### [EXERCISE DIRECTIONS]
Reproduce each line from the first in the data through the line that contains "the base address." exactly; give nothing else.

### [DATA]
——

//! Typed CRUD calls against a backend record service.

use std::time::Duration;

use reqwest::StatusCode;
use serde_json::Value;
use thiserror::Error;
use url::Url;

use crate::registry::ServiceKind;

/// Errors talking to a backend record service.
#[derive(Debug, Error)]
pub enum UpstreamError {
    /// Backend reported the resource does not exist.
    #[error("upstream resource not found")]
    NotFound,

    /// Backend answered with a non-success status other than 404.
    /// The status is preserved so the gateway can pass it through
    /// unreinterpreted (e.g., a validation failure).
    #[error("upstream returned status {0}")]
    Status(StatusCode),

    /// The call exceeded the configured timeout.
    #[error("upstream request timed out")]
    Timeout,

    /// Connection or protocol failure talking to the backend.
    #[error("upstream transport failure: {0}")]
    Transport(reqwest::Error),

    /// A request URL could not be built from the base address.
    #[error("invalid upstream url: {0}")]
    InvalidUrl(#[from] url::ParseError),
}

impl From<reqwest::Error> for UpstreamError {
    fn from(err: reqwest::Error) -> Self {
        if err.is_timeout() {
            UpstreamError::Timeout
        } else {
            UpstreamError::Transport(err)
        }
    }
}

/// HTTP client for the backend record services.
///
/// One shared connection pool; every call carries the fixed per-request
/// timeout. Cloning is cheap and shares the pool.
#[derive(Debug, Clone)]
pub struct UpstreamClient {
    http: reqwest::Client,
}

impl UpstreamClient {
    /// Build a client with the given per-call timeout.
    pub fn new(timeout: Duration) -> Result<Self, reqwest::Error> {
        let http = reqwest::Client::builder()
            .timeout(timeout)
            .redirect(reqwest::redirect::Policy::none())
            .build()?;
        Ok(Self { http })
    }

    /// `GET {base}/{service}` — fetch the whole collection.
    pub async fn list(&self, base: &Url, kind: ServiceKind) -> Result<Value, UpstreamError> {
        let url = base.join(kind.as_str())?;
        tracing::debug!(service = %kind, url = %url, "Fetching collection");
        let response = check(self.http.get(url).send().await?)?;
        Ok(response.json().await?)
    }

    /// `GET {base}/{service}/{id}` — fetch a single item.
    pub async fn get(&self, base: &Url, kind: ServiceKind, id: i64) -> Result<Value, UpstreamError> {
        let url = base.join(&format!("{kind}/{id}"))?;
        tracing::debug!(service = %kind, id, url = %url, "Fetching item");
        let response = check(self.http.get(url).send().await?)?;
        Ok(response.json().await?)
    }

    /// `POST {base}/{service}` — create an item.
    ///
    /// The created representation is not surfaced; callers redirect to the
    /// listing instead of inspecting it.
    pub async fn create(
        &self,
        base: &Url,
        kind: ServiceKind,
        payload: &Value,
    ) -> Result<(), UpstreamError> {
        let url = base.join(kind.as_str())?;
        tracing::debug!(service = %kind, url = %url, "Creating item");
        check(self.http.post(url).json(payload).send().await?)?;
        Ok(())
    }

    /// `PUT {base}/{service}/{id}` — full-replace update of an item.
    pub async fn update(
        &self,
        base: &Url,
        kind: ServiceKind,
        id: i64,
        payload: &Value,
    ) -> Result<(), UpstreamError> {
        let url = base.join(&format!("{kind}/{id}"))?;
        tracing::debug!(service = %kind, id, url = %url, "Updating item");
        check(self.http.put(url).json(payload).send().await?)?;
        Ok(())
    }

    /// `DELETE {base}/{service}/{id}` — delete an item.
    pub async fn delete(&self, base: &Url, kind: ServiceKind, id: i64) -> Result<(), UpstreamError> {
        let url = base.join(&format!("{kind}/{id}"))?;
        tracing::debug!(service = %kind, id, url = %url, "Deleting item");
        check(self.http.delete(url).send().await?)?;
        Ok(())
    }
}

/// Map a backend status into the error taxonomy.
fn check(response: reqwest::Response) -> Result<reqwest::Response, UpstreamError> {
    let status = response.status();
    if status == StatusCode::NOT_FOUND {
        Err(UpstreamError::NotFound)
    } else if !status.is_success() {
        Err(UpstreamError::Status(status))
    } else {
        Ok(response)
    }
}

#[cfg(test)]
mod tests {
    use super::*;

    #[test]
    fn test_item_urls_are_built_under_the_base() {
        let base = Url::parse("http://maison-service:8005/").unwrap();
        let url = base.join(&format!("{}/{}", ServiceKind::Maisons, 7)).unwrap();
        assert_eq!(url.as_str(), "http://maison-service:8005/maisons/7");
    }

    #[test]
    fn test_client_construction() {
        assert!(UpstreamClient::new(Duration::from_secs(10)).is_ok());
    }
}
//! Configuration loading from disk and the environment.

use std::env;
use std::fs;
use std::path::Path;

use thiserror::Error;

use crate::config::schema::GatewayConfig;
use crate::config::validation::{validate_config, ValidationError};

/// Error type for configuration loading.
#[derive(Debug, Error)]
pub enum ConfigError {
    #[error("IO error: {0}")]
    Io(#[from] std::io::Error),

    #[error("Parse error: {0}")]
    Parse(#[from] toml::de::Error),

    #[error("Environment variable {var} has invalid value `{value}`")]
    InvalidEnv { var: &'static str, value: String },

    #[error("Validation failed: {}", format_errors(.0))]
    Validation(Vec<ValidationError>),
}

fn format_errors(errors: &[ValidationError]) -> String {
    errors
        .iter()
        .map(ToString::to_string)
        .collect::<Vec<_>>()
        .join(", ")
}

/// Load and validate configuration from a TOML file.
pub fn load_config(path: &Path) -> Result<GatewayConfig, ConfigError> {
    let content = fs::read_to_string(path)?;
    let config: GatewayConfig = toml::from_str(&content)?;

    validate_config(&config).map_err(ConfigError::Validation)?;

    Ok(config)
}

/// Build the effective configuration for this process.
///
/// Starts from defaults, overlays the TOML file named by `GATEWAY_CONFIG`
/// when that variable is set, then applies per-field environment overrides
/// and validates the result.
pub fn from_env() -> Result<GatewayConfig, ConfigError> {
    let mut config = match env::var("GATEWAY_CONFIG") {
        Ok(path) => {
            let content = fs::read_to_string(&path)?;
            toml::from_str(&content)?
        }
        Err(_) => GatewayConfig::default(),
    };

    apply_env_overrides(&mut config)?;
    validate_config(&config).map_err(ConfigError::Validation)?;

    Ok(config)
}

fn apply_env_overrides(config: &mut GatewayConfig) -> Result<(), ConfigError> {
    if let Ok(value) = env::var("USERS_SERVICE_URL") {
        config.services.users = value;
    }
    if let Ok(value) = env::var("MAISON_SERVICE_URL") {
        config.services.maisons = value;
    }
    if let Ok(value) = env::var("LOCATION_SERVICE_URL") {
        config.services.locations = value;
    }
    if let Ok(value) = env::var("GATEWAY_BIND_ADDRESS") {
        config.listener.bind_address = value;
    }
    if let Ok(value) = env::var("UPSTREAM_TIMEOUT_SECS") {
        config.timeouts.upstream_secs =
            value.parse().map_err(|_| ConfigError::InvalidEnv {
                var: "UPSTREAM_TIMEOUT_SECS",
                value,
            })?;
    }
    Ok(())
}

#[cfg(test)]
mod tests {
    use super::*;

    #[test]
    fn test_invalid_file_contents_rejected() {
        let config: Result<GatewayConfig, toml::de::Error> = toml::from_str("services = 3");
        assert!(config.is_err());
    }

    #[test]
    fn test_validation_errors_surface_through_loader() {
        let mut config = GatewayConfig::default();
        config.timeouts.request_secs = 0;
        let err = validate_config(&config).unwrap_err();
        let err = ConfigError::Validation(err);
        assert!(err.to_string().contains("request timeout"));
    }
}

——

### [EXERCISE OUTPUT]
//! Typed CRUD calls against a backend record service.

use std::time::Duration;

use reqwest::StatusCode;
use serde_json::Value;
use thiserror::Error;
use url::Url;

use crate::registry::ServiceKind;

/// Errors talking to a backend record service.
#[derive(Debug, Error)]
pub enum UpstreamError {
    /// Backend reported the resource does not exist.
    #[error("upstream resource not found")]
    NotFound,

    /// Backend answered with a non-success status other than 404.
    /// The status is preserved so the gateway can pass it through
    /// unreinterpreted (e.g., a validation failure).
    #[error("upstream returned status {0}")]
    Status(StatusCode),

    /// The call exceeded the configured timeout.
    #[error("upstream request timed out")]
    Timeout,

    /// Connection or protocol failure talking to the backend.
    #[error("upstream transport failure: {0}")]
    Transport(reqwest::Error),

    /// A request URL could not be built from the base address.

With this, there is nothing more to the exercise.